Shaw, to his credit, said he’d look into such reports, which we assume haven’t been well covered in the conservative publications that reflect Shaw’s politics.

But Shaw added, “That said, I would totally disagree with your point 4—do you think Wal-Mart would have 1.2 million employees if it was such a terrible place to work?”

That’s like asking if Darfur would have 6.5 million residents if it were such a terrible place to live.

Wal-Mart controls a huge percentage of retail sales in the U.S. It is, in much of the country, the dominant employer, selling everything from socks to groceries to meat to prescription drugs to car tires. Competitors are non-existent in many places. By one count, about half a million Wal-Mart workers do leave the company every year, but many cannot quit or risk being fired because no other work is available.


TUNNEL VISION ENDORSED: The proposed Cross Harbor Rail Tunnel championed by Rep. Jerry Nadler got another boost when The New York Times editorialized that politics should not stop the project, which it said could reduce truck traffic and lower the cost of goods in the only metropolis in the U.S. without a rail delivery system. Were Congress to start funding the tunnel now, construction could start in four years.

Newsday’s editorial board earlier endorsed the tunnel. But Councilman Simcha Felder is furiously lobbying against it. While Felder has lost the battle for Newsday, the Daily News and The New York Times, he does have the Torah Times solidly in his corner.


NOACH’S NEW RIDE: Former City Councilman Noach Dear has reportedly ditched his Acura for a Lexus RX 330, a five-passenger SUV with a list price starting at $36,675.

One of our readers spotted Dear emerging from the vehicle outside an Avenue D fruit store and snapped photos of the car in a no-standing zone while Dear was inside squeezing grapefruit. According to our witness, Dear was allowed to skip the line for the cashier.

The car’s vanity plates read NYC TLC, which we assume reflects Dear’s membership on the Taxi & Limousine Commission.

We e-mailed Dear to ask if he or his campaign paid for the car, but got no reply. Dear’s past campaign disclosures show numerous payments to the Honda Finance Corporation.


GREEN WITH ANGER: A former Green Party candidate for City Council was not amused by our comment that City Councilwoman Yvette Clarke but never called on minorities and women to seek Fire Department jobs as she delivered a lengthy criticism of the FDNY’s lack of diversity.

Gloria Mattera, who challenged Councilman Bill de Blasio in 2003, called our remarks “shameful and insensitive” in an e-mailed letter.

For the record, we admit to insensitivity, but not shame.

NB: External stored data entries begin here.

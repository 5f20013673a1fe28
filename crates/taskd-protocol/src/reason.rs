/// The closed set of wire-visible failure reasons, shared between the
/// protocol parser (which produces a subset of these from malformed input)
/// and response formatting (which renders any of them as an `ERR` line).
#[derive(Debug, Clone, Copy, PartialEq, Eq)]
pub enum ErrorReason {
    UnknownTask,
    UnknownId,
    Unschedulable,
    CapacityFull,
    QueueFull,
    BadCmd,
    BadToken,
    BadId,
    Trailing,
    LineTooLong,
}

impl ErrorReason {
    pub fn as_str(self) -> &'static str {
        match self {
            ErrorReason::UnknownTask => "UNKNOWN_TASK",
            ErrorReason::UnknownId => "UNKNOWN_ID",
            ErrorReason::Unschedulable => "UNSCHEDULABLE",
            ErrorReason::CapacityFull => "CAPACITY_FULL",
            ErrorReason::QueueFull => "QUEUE_FULL",
            ErrorReason::BadCmd => "BAD_CMD",
            ErrorReason::BadToken => "BAD_TOKEN",
            ErrorReason::BadId => "BAD_ID",
            ErrorReason::Trailing => "TRAILING",
            ErrorReason::LineTooLong => "LINE_TOO_LONG",
        }
    }
}

impl std::fmt::Display for ErrorReason {
    fn fmt(&self, f: &mut std::fmt::Formatter<'_>) -> std::fmt::Result {
        f.write_str(self.as_str())
    }
}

Mattera wrote, “Flippantly suggesting that unemployed people, especially in communities of color could solve their problems by clicking onto the FDNY website is ignoring the role systemic racism and state and federal policies that compromise the quality of life for most poor and working class people play in joblessness. What about placing some blame on a government that caters to the corporations while it systematically cuts back on resources for basic services like access to quality public education, housing and health care?”

First, we never suggested unemployed people could “solve their problems” by visiting the FDNY online. Our point was that the department is not trying to hide these jobs from minorities, and that Clarke could have found room in her message to encourage minorities to apply for them.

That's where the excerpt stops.